- Schon früh wurden Intelligenztests missbraucht, um Menschen einzuteilen, Einwanderung zu beschränken oder Zwangsmaßnahmen zu rechtfertigen.
- IQ-Tests erfassen bestimmte kognitive Fähigkeiten wie logisches Schlussfolgern, Sprachverständnis, räumliches Denken und Arbeitsgedächtnis.

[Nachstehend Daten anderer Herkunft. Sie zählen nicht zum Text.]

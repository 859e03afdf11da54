use crate::model::Status;
use crate::period::PeriodMode;
use anyhow::{Context, Result};
use directories::ProjectDirs;
use serde::{Deserialize, Serialize};
use std::fs;
use std::path::{Path, PathBuf};

#[derive(Debug, Clone, Default, PartialEq, Eq, Serialize, Deserialize)]
pub struct Config {
    /// Period shown when no `--mode` is given.
    #[serde(default)]
    pub mode: PeriodMode,

    /// Status preselected for new todos, as an emoji or a status name.
    #[serde(default, rename = "default_emoji")]
    pub default_status: Status,

    /// Store directory used when no project `.dayplan` directory is found.
    #[serde(default)]
    pub data_dir: Option<PathBuf>,
}


impl Config {
    pub fn load() -> Result<Self> {
        let path = project_dirs()?.config_dir().join("config.yml");
        Config::load_from(&path)
    }

    pub fn load_from(path: &Path) -> Result<Self> {
        if !path.exists() {
            return Ok(Config::default());
        }
        let data = fs::read_to_string(path).with_context(|| format!("reading {:?}", path))?;
        let config: Config =
            serde_yaml::from_str(&data).with_context(|| format!("parsing {:?}", path))?;
        Ok(config)
    }
}

pub fn project_dirs() -> Result<ProjectDirs> {
    ProjectDirs::from("", "", "dayplan").context("locating data directory")
}
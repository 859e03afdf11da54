use chrono::{Datelike, Days, Months, NaiveDate};
use serde::{Deserialize, Serialize};
use std::fmt;

#[derive(
    Debug, Clone, Copy, PartialEq, Eq, Default, Serialize, Deserialize, clap::ValueEnum,
)]
#[serde(rename_all = "lowercase")]
pub enum PeriodMode {
    #[default]
    Week,
    Month,
}

impl PeriodMode {
    pub fn prefix(&self) -> &'static str {
        match self {
            PeriodMode::Week => "week",
            PeriodMode::Month => "month",
        }
    }

    pub fn toggled(self) -> Self {
        match self {
            PeriodMode::Week => PeriodMode::Month,
            PeriodMode::Month => PeriodMode::Week,
        }
    }
}

#[derive(thiserror::Error, Debug, PartialEq, Eq)]
pub enum PeriodError {
    #[error("{mode} offset {offset} is outside the supported calendar range")]
    OutOfRange { mode: &'static str, offset: i64 },
}

/// A displayed week or month, identified by its first day.
#[derive(Debug, Clone, Copy, PartialEq, Eq)]
pub struct Period {
    mode: PeriodMode,
    start: NaiveDate,
}

impl Period {
    /// Resolves the period `offset` weeks or months away from the one containing `today`.
    ///
    /// Weeks start on Monday; a Sunday belongs to the week that began the
    /// Monday before it. Months start on the 1st and roll the year over in
    /// both directions.
    pub fn resolve(mode: PeriodMode, today: NaiveDate, offset: i64) -> Result<Self, PeriodError> {
        let out_of_range = || PeriodError::OutOfRange {
            mode: mode.prefix(),
            offset,
        };
        let start = match mode {
            PeriodMode::Week => {
                let back = u64::from(today.weekday().num_days_from_monday());
                let monday = today.checked_sub_days(Days::new(back));
                let shift = offset.unsigned_abs().checked_mul(7).map(Days::new);
                match (monday, shift) {
                    (Some(monday), Some(shift)) if offset >= 0 => monday.checked_add_days(shift),
                    (Some(monday), Some(shift)) => monday.checked_sub_days(shift),
                    _ => None,
                }
            }
            PeriodMode::Month => {
                let first = today.with_day(1);
                let shift = u32::try_from(offset.unsigned_abs()).ok().map(Months::new);
                match (first, shift) {
                    (Some(first), Some(shift)) if offset >= 0 => first.checked_add_months(shift),
                    (Some(first), Some(shift)) => first.checked_sub_months(shift),
                    _ => None,
                }
            }
        }
        .ok_or_else(out_of_range)?;
        Ok(Period { mode, start })
    }

    pub fn mode(&self) -> PeriodMode {
        self.mode
    }

    /// Storage key, e.g. `week-2026-10-12` or `month-2026-10-01`.
    pub fn key(&self) -> String {
        format!("{}-{}", self.mode.prefix(), self.start.format("%Y-%m-%d"))
    }

    pub fn day_count(&self) -> usize {
        match self.mode {
            PeriodMode::Week => 7,
            PeriodMode::Month => days_in_month(self.start.year(), self.start.month()) as usize,
        }
    }

    pub fn date_of(&self, day_index: usize) -> Option<NaiveDate> {
        if day_index >= self.day_count() {
            return None;
        }
        self.start.checked_add_days(Days::new(day_index as u64))
    }

    pub fn index_of(&self, date: NaiveDate) -> Option<usize> {
        let delta = date.signed_duration_since(self.start).num_days();
        usize::try_from(delta)
            .ok()
            .filter(|idx| *idx < self.day_count())
    }

    /// Number of empty cells before the first day in a Monday-first grid.
    pub fn leading_blanks(&self) -> usize {
        self.start.weekday().num_days_from_monday() as usize
    }

    pub fn day_label(&self, day_index: usize) -> String {
        self.date_of(day_index)
            .map(|d| d.format("%a, %b %-d").to_string())
            .unwrap_or_default()
    }

    pub fn title(&self) -> String {
        match self.mode {
            PeriodMode::Week => format!("Week of {}", self.start.format("%b %-d, %Y")),
            PeriodMode::Month => self.start.format("%B %Y").to_string(),
        }
    }
}

impl fmt::Display for Period {
    fn fmt(&self, f: &mut fmt::Formatter<'_>) -> fmt::Result {
        f.write_str(&self.key())
    }
}

fn days_in_month(year: i32, month: u32) -> u32 {
    let next = if month == 12 {
        NaiveDate::from_ymd_opt(year + 1, 1, 1)
    } else {
        NaiveDate::from_ymd_opt(year, month + 1, 1)
    };
    next.and_then(|d| d.pred_opt()).map(|d| d.day()).unwrap_or(31)
}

- Ein IQ-Wert ist eine Momentaufnahme unter bestimmten Bedingungen, beeinflusst von Tagesform, Motivation, Sprache und Vertrautheit mit Testsituationen.
- Sorgfältig eingesetzt helfen Tests, Lernschwierigkeiten zu erkennen, besondere Förderbedarfe zu identifizieren oder Forschung zu kognitiver Entwicklung zu betreiben.
Welche problematische Geschichte tragen IQ-Tests mit sich?
Schon früh wurden Intelligenztests missbraucht, um Menschen einzuteilen, Einwanderung zu beschränken oder Zwangsmaßnahmen zu rechtfertigen. Die Eugenik-Bewegung des frühen 20. Jahrhunderts berief sich auf solche Tests, um pseudowissenschaftliche Hierarchien zu konstruieren. Dieses Erbe wirkt bis heute nach und prägt das Misstrauen vieler Menschen.
Was messen IQ-Tests tatsächlich?
IQ-Tests erfassen bestimmte kognitive Fähigkeiten wie logisches Schlussfolgern, Sprachverständnis, räumliches Denken und Arbeitsgedächtnis. Sie sagen im Durchschnitt einiges über schulischen und beruflichen Erfolg voraus. Sie messen aber nicht Kreativität, Weisheit, soziale Kompetenz, Charakter oder den Wert eines Menschen.
Wie kann ein einzelner Wert in die Irre führen?
Ein IQ-Wert ist eine Momentaufnahme unter bestimmten Bedingungen, beeinflusst von Tagesform, Motivation, Sprache und Vertrautheit mit Testsituationen. Wird er als unveränderliches Etikett behandelt, entsteht ein falsches Bild von festgelegter Begabung. Gerade bei Kindern kann eine vorschnelle Einordnung die Erwartungen und damit die Förderung negativ prägen.
Wofür sind IQ-Tests trotzdem nützlich?
Sorgfältig eingesetzt helfen Tests, Lernschwierigkeiten zu erkennen, besondere Förderbedarfe zu identifizieren oder Forschung zu kognitiver Entwicklung zu betreiben. Entscheidend ist der Kontext: als ein Werkzeug unter vielen, nicht als alleiniges Urteil. Verantwortungsvolle Fachleute interpretieren Werte immer im Zusammenhang mit der ganzen Person.